9. Mimic ( Mimic ) 1997 Integument

Mimic est la première incursion de del Toro à Hollywood et son premier film depuis que Cronos a brisé la scène cinématographique mexicaine. Dans cette cassette, le réalisateur déclare par voie de ratification qu’en plus des monstres, fantômes, fantômes, fées, êtres magiques et robots, les insectes seraient un sceau particulier de sa proposition narrative et visuelle, en particulier au début de son film. trajectoire Un affichage dynamique d’effets visuels et de séquences d’action donne à l’intrigue vérité et interrogations sur ce qu’il faut faire avant une épidémie propagée par des insectes communs qui acquièrent un virus sui generis répandu dans l’une des villes les plus peuplées du monde, New York, et Il attaque principalement les enfants, générant une alerte mondiale qui se transforme en efforts de recherche pour l'arrêter.

Adapté du récit "Mimicry" de Donald A. Wollheim, Mimic propose une approche littéraire de la métaphore métaphorique de la métamorphose de Franz Kafka, selon laquelle les insectes peuvent imiter même l'homme, ou les humains deviennent des insectes face au vide, à l'incertitude ou la monotonie, ce que David Cronenberg obtiendrait grâce à une approche plus scientifique, où il reflète magistralement la manipulation de la nature pour le transport de molécules et qui aboutit accidentellement à la métamorphose des espèces dans son remake de La mosca, 1986.

Guillermo Del Toro place la maladie contagieuse et une enquête qui cherche le remède qui guérit, comme deux processus simultanés où le second culmine en premier et augmente la portée du premier.

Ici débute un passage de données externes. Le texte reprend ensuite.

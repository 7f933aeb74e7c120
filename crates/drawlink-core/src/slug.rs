use std::fmt;
use std::str::FromStr;
use std::sync::LazyLock;

use regex::Regex;
use serde::{Deserialize, Serialize};

use crate::error::DrawingError;

/// Longest slug accepted by the record store
pub const MAX_SLUG_LEN: usize = 100;

static SLUG_PATTERN: LazyLock<Regex> = LazyLock::new(|| Regex::new(r"^[a-z0-9-]+$").unwrap());
static WHITESPACE: LazyLock<Regex> = LazyLock::new(|| Regex::new(r"\s+").unwrap());

/// A human-chosen, URL-safe drawing identifier matching `[a-z0-9-]{1,100}`
#[derive(Debug, Clone, PartialEq, Eq, PartialOrd, Ord, Hash, Serialize, Deserialize)]
#[serde(try_from = "String", into = "String")]
pub struct Slug(String);

/// Why a slug was rejected
#[derive(Debug, Clone, Copy, PartialEq, Eq)]
pub enum SlugError {
    InvalidCharacters,
    InvalidLength,
}

impl fmt::Display for SlugError {
    fn fmt(&self, f: &mut fmt::Formatter<'_>) -> fmt::Result {
        match self {
            SlugError::InvalidCharacters => write!(
                f,
                "Slug can only contain lowercase letters, numbers, and hyphens"
            ),
            SlugError::InvalidLength => write!(
                f,
                "Slug must be between 1 and {} characters",
                MAX_SLUG_LEN
            ),
        }
    }
}

impl std::error::Error for SlugError {}

impl From<SlugError> for DrawingError {
    fn from(err: SlugError) -> Self {
        DrawingError::Validation(err.to_string())
    }
}

impl Slug {
    /// Validate a slug exactly as given
    pub fn parse(value: impl Into<String>) -> Result<Self, SlugError> {
        let value = value.into();
        if value.is_empty() || value.len() > MAX_SLUG_LEN {
            return Err(SlugError::InvalidLength);
        }
        if !SLUG_PATTERN.is_match(&value) {
            return Err(SlugError::InvalidCharacters);
        }
        Ok(Self(value))
    }

    /// Lowercase, trim and hyphenate free-form input, then validate it
    pub fn normalize(input: &str) -> Result<Self, SlugError> {
        let lowered = input.trim().to_lowercase();
        Self::parse(WHITESPACE.replace_all(&lowered, "-").into_owned())
    }

    pub fn as_str(&self) -> &str {
        &self.0
    }
}

impl fmt::Display for Slug {
    fn fmt(&self, f: &mut fmt::Formatter<'_>) -> fmt::Result {
        f.write_str(&self.0)
    }
}

impl FromStr for Slug {
    type Err = SlugError;

    fn from_str(s: &str) -> Result<Self, Self::Err> {
        Self::parse(s)
    }
}

impl TryFrom<String> for Slug {
    type Error = SlugError;

    fn try_from(value: String) -> Result<Self, Self::Error> {
        Self::parse(value)
    }
}

impl From<Slug> for String {
    fn from(slug: Slug) -> Self {
        slug.0
    }
}

impl AsRef<str> for Slug {
    fn as_ref(&self) -> &str {
        &self.0
    }
}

Dans leur intervention, les médecins génèrent, à partir de la manipulation génétique d'une souche, un insecte qui combat les cafards qui ont provoqué la contagion et sauve ainsi l'humanité du virus dans une combinaison de suspense, de terreur et de survie qui fait de Mimic Une expérience sensible, terrifiante.

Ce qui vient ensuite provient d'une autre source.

//! Observable background operations.
//!
//! An [`Operation`] runs a service call on the tokio runtime and exposes its
//! progress as an [`OperationState`] that can be polled or awaited. Dropping
//! or abandoning the handle only stops observing: work already sent to the
//! stores still completes.

use std::fmt::Display;
use std::future::Future;

use tokio::sync::watch;

#[derive(Debug, Clone, PartialEq, Eq)]
pub enum OperationState<T> {
    Pending,
    Succeeded(T),
    Failed(String),
}

impl<T> OperationState<T> {
    pub fn is_pending(&self) -> bool {
        matches!(self, OperationState::Pending)
    }
}

/// Handle to a spawned operation
#[derive(Debug)]
pub struct Operation<T> {
    state: watch::Receiver<OperationState<T>>,
}

impl<T> Operation<T>
where
    T: Clone + Send + Sync + 'static,
{
    /// Spawn `future` on the current runtime
    pub fn spawn<F, E>(future: F) -> Self
    where
        F: Future<Output = Result<T, E>> + Send + 'static,
        E: Display + Send + 'static,
    {
        let (tx, rx) = watch::channel(OperationState::Pending);
        tokio::spawn(async move {
            let state = match future.await {
                Ok(value) => OperationState::Succeeded(value),
                Err(e) => OperationState::Failed(e.to_string()),
            };
            // Nobody listening is fine
            let _ = tx.send(state);
        });
        Self { state: rx }
    }

    /// Snapshot of the current state
    pub fn state(&self) -> OperationState<T> {
        self.state.borrow().clone()
    }

    pub fn is_finished(&self) -> bool {
        !self.state.borrow().is_pending()
    }

    /// Wait until the operation settles
    pub async fn wait(mut self) -> OperationState<T> {
        let settled = match self.state.wait_for(|state| !state.is_pending()).await {
            Ok(state) => (*state).clone(),
            Err(_) => OperationState::Failed("operation ended without a result".to_string()),
        };
        settled
    }

    /// Stop observing; the result, when it arrives, is ignored
    pub fn abandon(self) {}
}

Malgré les progrès de leurs recherches, les scientifiques interprétés par Mira Sorvino, J. Northam, F. Abraham Murray et un énergique Josh Brolin à son retour au cinéma ne pensent pas que le Mimic pourrait dépasser le cadre de la science et atteindre des dimensions gigantesques., compétences de caméléon et font de la ville leur propre en tant qu’habitant souterrain et terrestre. Les téguments des insectes, les limites et la portée de l'évolution, le budget du surhomme qui caractérise la modernité et les résolutions spécialisées et divergentes du postmodernisme sont préparés au mythe de l'autodestruction de l'humanité devant la nature qui mute et agit Homme qui manipule.

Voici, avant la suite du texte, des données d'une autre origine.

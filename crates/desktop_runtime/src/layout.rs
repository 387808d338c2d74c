//! Responsive window geometry.
//!
//! Window sizes are derived from an application's base dimensions and the current viewport; the
//! engine is the only place that produces window sizes, used on open and on every viewport
//! change.

use serde::{Deserialize, Serialize};

use crate::model::{floor_dimension, DeviceClass, Size, Viewport};

/// Maximum share of the viewport a window may take on each axis.
#[derive(Debug, Clone, Copy, PartialEq, Serialize, Deserialize)]
pub struct LayoutCaps {
    pub width_fraction: f64,
    pub height_fraction: f64,
}

#[derive(Debug, Clone, Copy, PartialEq, Serialize, Deserialize)]
#[serde(default)]
pub struct LayoutEngine {
    pub regular: LayoutCaps,
    pub compact: LayoutCaps,
}

impl Default for LayoutEngine {
    fn default() -> Self {
        Self {
            regular: LayoutCaps {
                width_fraction: 0.8,
                height_fraction: 0.7,
            },
            compact: LayoutCaps {
                width_fraction: 0.95,
                height_fraction: 0.85,
            },
        }
    }
}

impl LayoutEngine {
    pub fn caps(&self, device_class: DeviceClass) -> LayoutCaps {
        match device_class {
            DeviceClass::Compact => self.compact,
            DeviceClass::Regular => self.regular,
        }
    }

    /// Fits `base_width`×`base_height` into the device-class caps of `viewport`, keeping the
    /// aspect ratio. Degenerate inputs are floored to one pixel rather than rejected.
    pub fn compute_size(&self, base_width: f64, base_height: f64, viewport: &Viewport) -> Size {
        let base_width = floor_dimension(base_width);
        let base_height = floor_dimension(base_height);
        let aspect_ratio = base_width / base_height;

        let caps = self.caps(viewport.device_class);
        let max_width = floor_dimension(floor_dimension(viewport.width) * caps.width_fraction);
        let max_height = floor_dimension(floor_dimension(viewport.height) * caps.height_fraction);

        let mut width = base_width.min(max_width);
        let mut height = width / aspect_ratio;
        if height > max_height {
            height = max_height;
            width = height * aspect_ratio;
        }

        Size::new(width, height).at_least_min()
    }

    /// Geometry for a fullscreen window: everything below the top bar.
    pub fn fullscreen_size(&self, viewport: &Viewport) -> Size {
        viewport.workspace_size()
    }
}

8. La colonne vertébrale du diable 2001 Le mal

La guerre civile espagnole (1936-1939) est présentée pour la première fois dans la filmographie de Del Toro comme une arène où les émotions humaines atteignent la limite de la douleur et du désespoir. De plus, à mon avis, c'est le premier film de Del Toro qui fait de son récit une poésie épique, où les éléments caractéristiques du réalisateur sont capturés avec un naturel absolu. Dans cette production de Pedro Almodóvar et de ses frères, nous trouvons deux dimensions: le contexte historique de la guerre et la situation d'innocence à laquelle elle est confrontée.

Les fantômes et les apparences, ainsi que les moments de confrontation qui définissent le début et la fin de l'intrigue, contribuent au discernement qui ouvre les chemins que les personnages doivent emprunter pour survivre non seulement à l'orphelinat, mais également à l'attaque de la milice par des idéologies Ils ne savent pas. Les créatures d'horreur représentent des symboles qui confrontent les personnages à l'altérité, au mal et au bien intrinsèques à l'univers des possibilités, au mythe sous différentes significations et à des artefacts ou des objets sous forme de symboles. Mais l'épine dorsale, plutôt qu'un os de mal ou une référence de territoire, est en réalité la recherche d'un refuge républicain face aux centaines de morts causées par Franco pendant la guerre, où les orphelins survivant parmi des enfants abandonnés et vulnérables attendre la justice et la découverte de secrets indicibles.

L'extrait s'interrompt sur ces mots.